**Work instruction:** Search the records below for the word "Method". Copy each line where it occurs.

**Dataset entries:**
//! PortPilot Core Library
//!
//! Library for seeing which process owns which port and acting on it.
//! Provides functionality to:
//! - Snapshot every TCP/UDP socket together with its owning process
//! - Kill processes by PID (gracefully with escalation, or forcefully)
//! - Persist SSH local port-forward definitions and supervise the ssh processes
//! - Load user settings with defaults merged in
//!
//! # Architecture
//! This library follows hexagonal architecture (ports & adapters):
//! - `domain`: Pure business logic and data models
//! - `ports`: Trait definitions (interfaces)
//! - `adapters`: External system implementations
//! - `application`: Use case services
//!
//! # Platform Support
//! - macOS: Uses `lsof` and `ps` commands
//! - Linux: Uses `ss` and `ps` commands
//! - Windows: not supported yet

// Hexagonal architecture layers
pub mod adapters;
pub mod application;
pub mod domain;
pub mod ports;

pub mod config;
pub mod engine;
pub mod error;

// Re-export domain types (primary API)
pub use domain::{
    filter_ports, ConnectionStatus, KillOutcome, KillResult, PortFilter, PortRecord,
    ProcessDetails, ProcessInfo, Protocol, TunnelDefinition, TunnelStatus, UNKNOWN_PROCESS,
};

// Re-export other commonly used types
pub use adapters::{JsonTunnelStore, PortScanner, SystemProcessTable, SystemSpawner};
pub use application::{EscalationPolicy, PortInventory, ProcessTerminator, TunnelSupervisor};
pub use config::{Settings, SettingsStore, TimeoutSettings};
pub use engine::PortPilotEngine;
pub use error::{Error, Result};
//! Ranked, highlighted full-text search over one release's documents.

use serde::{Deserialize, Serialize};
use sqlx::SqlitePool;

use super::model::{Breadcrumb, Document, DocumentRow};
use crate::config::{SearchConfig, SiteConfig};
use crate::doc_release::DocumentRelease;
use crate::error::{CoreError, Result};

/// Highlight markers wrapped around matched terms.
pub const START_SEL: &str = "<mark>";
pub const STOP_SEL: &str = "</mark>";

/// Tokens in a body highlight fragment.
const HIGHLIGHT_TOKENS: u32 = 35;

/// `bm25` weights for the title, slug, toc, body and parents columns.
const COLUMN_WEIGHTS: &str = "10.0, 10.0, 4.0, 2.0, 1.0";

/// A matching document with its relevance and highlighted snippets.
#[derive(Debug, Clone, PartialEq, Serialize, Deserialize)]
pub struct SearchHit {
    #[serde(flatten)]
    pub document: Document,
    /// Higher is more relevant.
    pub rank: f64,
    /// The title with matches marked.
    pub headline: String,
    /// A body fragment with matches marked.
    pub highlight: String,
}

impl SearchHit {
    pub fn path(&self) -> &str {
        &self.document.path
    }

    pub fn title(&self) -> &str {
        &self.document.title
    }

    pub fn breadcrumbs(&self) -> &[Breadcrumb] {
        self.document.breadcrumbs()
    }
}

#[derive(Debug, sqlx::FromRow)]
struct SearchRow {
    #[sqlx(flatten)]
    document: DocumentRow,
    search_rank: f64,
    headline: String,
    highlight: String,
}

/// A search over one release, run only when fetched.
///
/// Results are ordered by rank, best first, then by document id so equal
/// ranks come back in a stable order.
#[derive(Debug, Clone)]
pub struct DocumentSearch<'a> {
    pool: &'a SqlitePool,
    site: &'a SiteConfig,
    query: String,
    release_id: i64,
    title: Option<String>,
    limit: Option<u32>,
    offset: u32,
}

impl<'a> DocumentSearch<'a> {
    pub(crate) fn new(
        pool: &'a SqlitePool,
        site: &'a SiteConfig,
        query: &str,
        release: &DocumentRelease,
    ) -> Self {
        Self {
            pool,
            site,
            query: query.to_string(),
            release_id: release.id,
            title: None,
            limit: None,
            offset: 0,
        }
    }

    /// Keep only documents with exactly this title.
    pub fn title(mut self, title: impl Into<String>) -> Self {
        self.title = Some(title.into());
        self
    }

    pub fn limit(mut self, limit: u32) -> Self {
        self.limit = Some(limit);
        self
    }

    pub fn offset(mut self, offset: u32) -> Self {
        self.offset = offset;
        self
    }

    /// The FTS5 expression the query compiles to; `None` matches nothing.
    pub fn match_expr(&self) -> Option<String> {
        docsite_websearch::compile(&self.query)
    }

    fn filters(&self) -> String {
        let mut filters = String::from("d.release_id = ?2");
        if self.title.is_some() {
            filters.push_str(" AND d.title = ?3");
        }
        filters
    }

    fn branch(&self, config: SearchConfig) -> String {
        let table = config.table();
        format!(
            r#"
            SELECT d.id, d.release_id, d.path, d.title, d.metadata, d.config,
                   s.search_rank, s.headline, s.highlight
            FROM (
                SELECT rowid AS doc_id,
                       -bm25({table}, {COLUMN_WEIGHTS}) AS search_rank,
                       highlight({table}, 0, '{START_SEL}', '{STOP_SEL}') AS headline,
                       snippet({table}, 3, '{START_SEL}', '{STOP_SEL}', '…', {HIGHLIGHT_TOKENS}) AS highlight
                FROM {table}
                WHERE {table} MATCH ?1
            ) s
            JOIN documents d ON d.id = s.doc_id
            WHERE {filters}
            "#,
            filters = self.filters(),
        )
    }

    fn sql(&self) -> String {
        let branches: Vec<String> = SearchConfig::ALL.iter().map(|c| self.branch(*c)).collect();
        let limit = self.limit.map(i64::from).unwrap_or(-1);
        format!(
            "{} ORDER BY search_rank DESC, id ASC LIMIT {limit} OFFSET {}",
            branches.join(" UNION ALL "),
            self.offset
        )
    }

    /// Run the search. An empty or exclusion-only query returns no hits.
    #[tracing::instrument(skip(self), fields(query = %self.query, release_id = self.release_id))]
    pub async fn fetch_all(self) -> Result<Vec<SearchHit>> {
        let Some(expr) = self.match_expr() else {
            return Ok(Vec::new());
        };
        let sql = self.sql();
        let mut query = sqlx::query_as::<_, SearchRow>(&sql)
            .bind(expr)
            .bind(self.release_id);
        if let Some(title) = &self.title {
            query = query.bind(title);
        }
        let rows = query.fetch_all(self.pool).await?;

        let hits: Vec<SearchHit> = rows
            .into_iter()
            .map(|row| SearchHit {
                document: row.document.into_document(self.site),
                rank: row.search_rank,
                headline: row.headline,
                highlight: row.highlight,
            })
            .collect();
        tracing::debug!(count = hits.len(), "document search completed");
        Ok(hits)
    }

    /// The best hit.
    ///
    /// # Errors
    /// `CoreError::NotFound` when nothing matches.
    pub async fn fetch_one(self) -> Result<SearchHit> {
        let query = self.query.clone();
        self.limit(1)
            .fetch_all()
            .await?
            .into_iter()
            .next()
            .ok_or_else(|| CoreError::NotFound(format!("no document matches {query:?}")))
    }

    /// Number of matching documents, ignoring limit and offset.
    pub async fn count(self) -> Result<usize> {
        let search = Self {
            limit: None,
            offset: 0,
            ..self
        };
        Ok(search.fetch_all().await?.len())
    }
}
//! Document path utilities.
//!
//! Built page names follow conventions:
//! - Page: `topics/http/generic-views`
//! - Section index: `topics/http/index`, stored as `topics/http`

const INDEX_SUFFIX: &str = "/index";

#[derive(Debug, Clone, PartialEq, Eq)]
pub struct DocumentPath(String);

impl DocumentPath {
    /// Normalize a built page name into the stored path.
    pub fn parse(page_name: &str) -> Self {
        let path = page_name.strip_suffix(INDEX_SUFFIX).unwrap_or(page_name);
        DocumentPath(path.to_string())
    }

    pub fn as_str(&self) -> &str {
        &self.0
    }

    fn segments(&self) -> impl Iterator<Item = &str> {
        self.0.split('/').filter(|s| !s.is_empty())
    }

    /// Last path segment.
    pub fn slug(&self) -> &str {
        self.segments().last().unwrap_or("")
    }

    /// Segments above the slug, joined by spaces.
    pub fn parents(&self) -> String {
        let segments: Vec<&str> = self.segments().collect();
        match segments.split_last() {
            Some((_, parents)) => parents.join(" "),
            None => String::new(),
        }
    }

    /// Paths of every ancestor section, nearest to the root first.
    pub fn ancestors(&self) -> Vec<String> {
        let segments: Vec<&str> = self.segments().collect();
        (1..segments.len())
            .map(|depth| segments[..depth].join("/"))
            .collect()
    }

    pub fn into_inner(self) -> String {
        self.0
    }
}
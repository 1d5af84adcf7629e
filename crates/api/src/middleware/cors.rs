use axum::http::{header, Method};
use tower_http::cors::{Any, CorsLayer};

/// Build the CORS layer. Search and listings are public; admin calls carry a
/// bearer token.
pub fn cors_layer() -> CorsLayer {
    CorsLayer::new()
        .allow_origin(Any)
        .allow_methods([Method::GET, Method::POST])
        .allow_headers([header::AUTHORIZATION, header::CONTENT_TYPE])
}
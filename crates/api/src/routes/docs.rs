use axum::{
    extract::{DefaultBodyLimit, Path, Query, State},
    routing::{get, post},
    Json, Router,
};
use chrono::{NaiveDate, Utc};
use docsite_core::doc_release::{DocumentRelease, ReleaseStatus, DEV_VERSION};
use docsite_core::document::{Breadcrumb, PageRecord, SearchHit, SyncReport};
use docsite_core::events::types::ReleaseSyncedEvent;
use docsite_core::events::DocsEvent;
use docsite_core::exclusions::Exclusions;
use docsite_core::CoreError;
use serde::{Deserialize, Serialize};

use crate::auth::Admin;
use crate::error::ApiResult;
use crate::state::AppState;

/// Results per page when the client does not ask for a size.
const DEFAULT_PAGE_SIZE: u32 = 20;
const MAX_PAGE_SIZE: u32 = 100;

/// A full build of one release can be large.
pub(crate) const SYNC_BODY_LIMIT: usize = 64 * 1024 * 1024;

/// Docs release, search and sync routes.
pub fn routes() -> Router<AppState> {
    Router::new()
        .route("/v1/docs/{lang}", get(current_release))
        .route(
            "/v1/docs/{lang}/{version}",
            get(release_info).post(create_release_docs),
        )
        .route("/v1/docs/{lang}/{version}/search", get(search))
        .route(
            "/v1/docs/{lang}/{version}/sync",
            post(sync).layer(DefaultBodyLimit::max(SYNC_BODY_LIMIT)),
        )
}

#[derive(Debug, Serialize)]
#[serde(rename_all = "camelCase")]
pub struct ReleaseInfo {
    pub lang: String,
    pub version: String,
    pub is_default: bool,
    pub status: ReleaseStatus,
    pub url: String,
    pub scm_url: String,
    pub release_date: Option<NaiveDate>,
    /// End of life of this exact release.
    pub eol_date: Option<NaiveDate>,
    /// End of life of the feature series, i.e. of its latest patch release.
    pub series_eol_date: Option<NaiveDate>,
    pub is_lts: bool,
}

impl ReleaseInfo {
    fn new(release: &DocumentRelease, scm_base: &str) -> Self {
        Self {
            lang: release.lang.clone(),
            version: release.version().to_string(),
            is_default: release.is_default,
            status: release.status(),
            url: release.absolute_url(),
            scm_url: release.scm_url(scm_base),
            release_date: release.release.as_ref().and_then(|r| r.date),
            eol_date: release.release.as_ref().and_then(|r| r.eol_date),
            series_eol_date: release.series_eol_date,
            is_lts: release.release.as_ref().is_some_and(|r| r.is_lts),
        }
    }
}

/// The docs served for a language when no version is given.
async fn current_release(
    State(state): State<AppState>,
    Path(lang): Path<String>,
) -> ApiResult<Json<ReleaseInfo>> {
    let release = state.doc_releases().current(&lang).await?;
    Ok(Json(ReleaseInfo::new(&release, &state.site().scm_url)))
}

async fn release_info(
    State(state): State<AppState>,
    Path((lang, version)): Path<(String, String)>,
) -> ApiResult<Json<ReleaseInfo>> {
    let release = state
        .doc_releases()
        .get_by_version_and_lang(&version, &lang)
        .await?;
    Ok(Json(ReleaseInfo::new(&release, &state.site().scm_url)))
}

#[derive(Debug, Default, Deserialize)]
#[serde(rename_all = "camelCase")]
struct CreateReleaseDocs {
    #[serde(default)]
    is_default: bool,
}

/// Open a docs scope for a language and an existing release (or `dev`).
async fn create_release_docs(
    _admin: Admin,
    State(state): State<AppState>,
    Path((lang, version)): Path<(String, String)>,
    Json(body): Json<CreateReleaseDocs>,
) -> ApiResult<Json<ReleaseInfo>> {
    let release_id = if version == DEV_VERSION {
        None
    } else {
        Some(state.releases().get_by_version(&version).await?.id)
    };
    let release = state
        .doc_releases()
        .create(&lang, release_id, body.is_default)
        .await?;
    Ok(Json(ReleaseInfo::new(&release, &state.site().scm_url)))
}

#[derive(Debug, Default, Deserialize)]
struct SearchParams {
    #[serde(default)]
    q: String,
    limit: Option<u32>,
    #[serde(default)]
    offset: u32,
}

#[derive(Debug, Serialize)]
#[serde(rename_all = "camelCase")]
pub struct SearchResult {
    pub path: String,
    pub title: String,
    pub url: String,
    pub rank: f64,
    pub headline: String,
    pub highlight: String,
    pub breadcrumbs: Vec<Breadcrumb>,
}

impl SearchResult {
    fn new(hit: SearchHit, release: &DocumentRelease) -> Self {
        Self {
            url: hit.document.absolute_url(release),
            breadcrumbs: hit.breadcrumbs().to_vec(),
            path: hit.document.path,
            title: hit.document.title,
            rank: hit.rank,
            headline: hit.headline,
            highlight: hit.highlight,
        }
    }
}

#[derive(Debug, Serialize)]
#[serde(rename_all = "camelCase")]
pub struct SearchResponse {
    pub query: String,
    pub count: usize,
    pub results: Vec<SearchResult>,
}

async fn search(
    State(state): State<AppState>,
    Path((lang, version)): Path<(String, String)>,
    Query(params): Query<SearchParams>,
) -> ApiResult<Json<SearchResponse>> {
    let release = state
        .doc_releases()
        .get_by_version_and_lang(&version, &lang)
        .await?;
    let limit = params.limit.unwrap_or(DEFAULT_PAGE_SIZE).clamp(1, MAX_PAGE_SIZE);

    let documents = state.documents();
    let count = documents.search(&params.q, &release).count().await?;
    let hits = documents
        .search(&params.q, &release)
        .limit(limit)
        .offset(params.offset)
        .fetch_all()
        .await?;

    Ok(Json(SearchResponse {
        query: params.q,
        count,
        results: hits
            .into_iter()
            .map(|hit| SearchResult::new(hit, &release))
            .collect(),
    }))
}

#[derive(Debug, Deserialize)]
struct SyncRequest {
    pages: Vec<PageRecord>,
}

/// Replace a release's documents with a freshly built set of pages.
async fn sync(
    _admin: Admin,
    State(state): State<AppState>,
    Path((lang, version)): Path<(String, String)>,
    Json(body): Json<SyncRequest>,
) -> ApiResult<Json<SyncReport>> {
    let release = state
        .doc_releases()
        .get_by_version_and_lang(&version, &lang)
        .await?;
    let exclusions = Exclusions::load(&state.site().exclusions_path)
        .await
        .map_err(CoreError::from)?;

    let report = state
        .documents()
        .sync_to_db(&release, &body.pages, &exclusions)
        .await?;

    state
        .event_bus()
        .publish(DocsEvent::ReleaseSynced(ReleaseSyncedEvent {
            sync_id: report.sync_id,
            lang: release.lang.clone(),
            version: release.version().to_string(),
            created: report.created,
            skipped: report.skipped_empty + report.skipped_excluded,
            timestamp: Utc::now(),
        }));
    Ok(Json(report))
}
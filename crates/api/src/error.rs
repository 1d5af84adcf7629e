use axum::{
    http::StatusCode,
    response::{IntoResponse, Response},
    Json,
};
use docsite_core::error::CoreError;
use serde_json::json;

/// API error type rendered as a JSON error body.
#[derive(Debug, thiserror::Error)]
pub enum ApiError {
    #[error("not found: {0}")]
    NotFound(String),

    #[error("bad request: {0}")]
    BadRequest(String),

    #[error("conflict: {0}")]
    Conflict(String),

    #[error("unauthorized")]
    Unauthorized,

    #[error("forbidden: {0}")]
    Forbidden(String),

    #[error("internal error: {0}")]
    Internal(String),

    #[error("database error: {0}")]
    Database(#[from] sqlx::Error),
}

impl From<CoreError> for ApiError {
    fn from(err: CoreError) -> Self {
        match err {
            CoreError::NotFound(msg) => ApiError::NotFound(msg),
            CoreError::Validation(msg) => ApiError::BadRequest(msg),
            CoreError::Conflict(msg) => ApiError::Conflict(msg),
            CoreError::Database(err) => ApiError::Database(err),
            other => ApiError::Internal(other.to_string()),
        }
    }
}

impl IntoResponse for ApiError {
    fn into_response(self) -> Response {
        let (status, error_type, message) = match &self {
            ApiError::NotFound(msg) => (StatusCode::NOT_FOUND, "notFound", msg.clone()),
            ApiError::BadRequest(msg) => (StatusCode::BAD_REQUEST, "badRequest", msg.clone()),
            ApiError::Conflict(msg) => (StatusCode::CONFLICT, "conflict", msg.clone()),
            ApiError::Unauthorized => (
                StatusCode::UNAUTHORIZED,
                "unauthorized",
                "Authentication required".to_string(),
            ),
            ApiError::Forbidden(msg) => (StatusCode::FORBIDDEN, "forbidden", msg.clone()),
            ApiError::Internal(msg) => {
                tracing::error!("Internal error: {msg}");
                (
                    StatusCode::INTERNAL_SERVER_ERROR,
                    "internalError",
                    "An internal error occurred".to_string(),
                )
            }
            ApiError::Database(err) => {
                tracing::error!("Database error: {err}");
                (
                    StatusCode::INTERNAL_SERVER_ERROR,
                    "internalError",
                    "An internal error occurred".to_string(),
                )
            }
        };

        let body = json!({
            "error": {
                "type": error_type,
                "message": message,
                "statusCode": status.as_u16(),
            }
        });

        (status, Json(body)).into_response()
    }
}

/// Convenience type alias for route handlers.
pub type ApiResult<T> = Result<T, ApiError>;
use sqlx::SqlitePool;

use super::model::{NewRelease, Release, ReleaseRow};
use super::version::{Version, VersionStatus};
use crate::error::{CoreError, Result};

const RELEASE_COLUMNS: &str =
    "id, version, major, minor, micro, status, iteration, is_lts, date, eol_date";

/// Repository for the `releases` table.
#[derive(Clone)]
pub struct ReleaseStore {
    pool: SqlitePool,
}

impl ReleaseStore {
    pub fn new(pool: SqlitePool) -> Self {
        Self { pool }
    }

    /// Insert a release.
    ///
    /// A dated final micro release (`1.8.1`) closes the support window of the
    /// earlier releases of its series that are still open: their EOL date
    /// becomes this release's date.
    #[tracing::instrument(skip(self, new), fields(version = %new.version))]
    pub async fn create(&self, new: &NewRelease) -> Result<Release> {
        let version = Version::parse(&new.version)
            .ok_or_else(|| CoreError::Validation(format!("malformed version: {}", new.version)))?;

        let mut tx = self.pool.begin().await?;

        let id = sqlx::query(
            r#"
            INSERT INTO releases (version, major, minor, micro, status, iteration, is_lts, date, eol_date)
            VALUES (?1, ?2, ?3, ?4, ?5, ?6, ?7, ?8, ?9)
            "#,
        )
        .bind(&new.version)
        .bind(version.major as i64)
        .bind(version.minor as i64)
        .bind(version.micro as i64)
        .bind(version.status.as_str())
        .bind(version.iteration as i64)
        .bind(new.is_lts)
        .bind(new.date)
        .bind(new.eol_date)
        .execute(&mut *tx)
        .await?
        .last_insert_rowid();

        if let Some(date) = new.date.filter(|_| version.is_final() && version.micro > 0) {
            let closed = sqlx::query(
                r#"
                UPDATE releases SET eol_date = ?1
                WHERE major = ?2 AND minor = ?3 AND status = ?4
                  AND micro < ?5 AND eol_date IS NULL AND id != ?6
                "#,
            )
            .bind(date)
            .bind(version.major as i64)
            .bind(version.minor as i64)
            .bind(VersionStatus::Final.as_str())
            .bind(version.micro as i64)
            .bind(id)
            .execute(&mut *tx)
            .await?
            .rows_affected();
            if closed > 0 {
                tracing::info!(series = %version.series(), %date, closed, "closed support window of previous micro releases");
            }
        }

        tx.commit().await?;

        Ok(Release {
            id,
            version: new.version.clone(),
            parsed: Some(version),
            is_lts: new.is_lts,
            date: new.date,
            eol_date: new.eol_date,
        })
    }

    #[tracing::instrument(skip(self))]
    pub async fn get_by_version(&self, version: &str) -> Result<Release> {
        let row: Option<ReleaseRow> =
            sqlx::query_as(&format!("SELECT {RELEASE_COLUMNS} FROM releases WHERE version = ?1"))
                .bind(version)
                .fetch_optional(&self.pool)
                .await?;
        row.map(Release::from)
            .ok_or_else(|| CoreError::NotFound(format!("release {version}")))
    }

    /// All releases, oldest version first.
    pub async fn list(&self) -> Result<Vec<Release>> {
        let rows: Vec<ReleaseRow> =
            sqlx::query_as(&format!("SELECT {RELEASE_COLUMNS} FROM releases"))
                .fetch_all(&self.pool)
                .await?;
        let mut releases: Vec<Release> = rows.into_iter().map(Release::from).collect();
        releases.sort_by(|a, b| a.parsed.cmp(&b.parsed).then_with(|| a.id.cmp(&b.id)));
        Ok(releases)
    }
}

**Task output:**
use axum::http::{header, Method};
        .allow_methods([Method::GET, Method::POST])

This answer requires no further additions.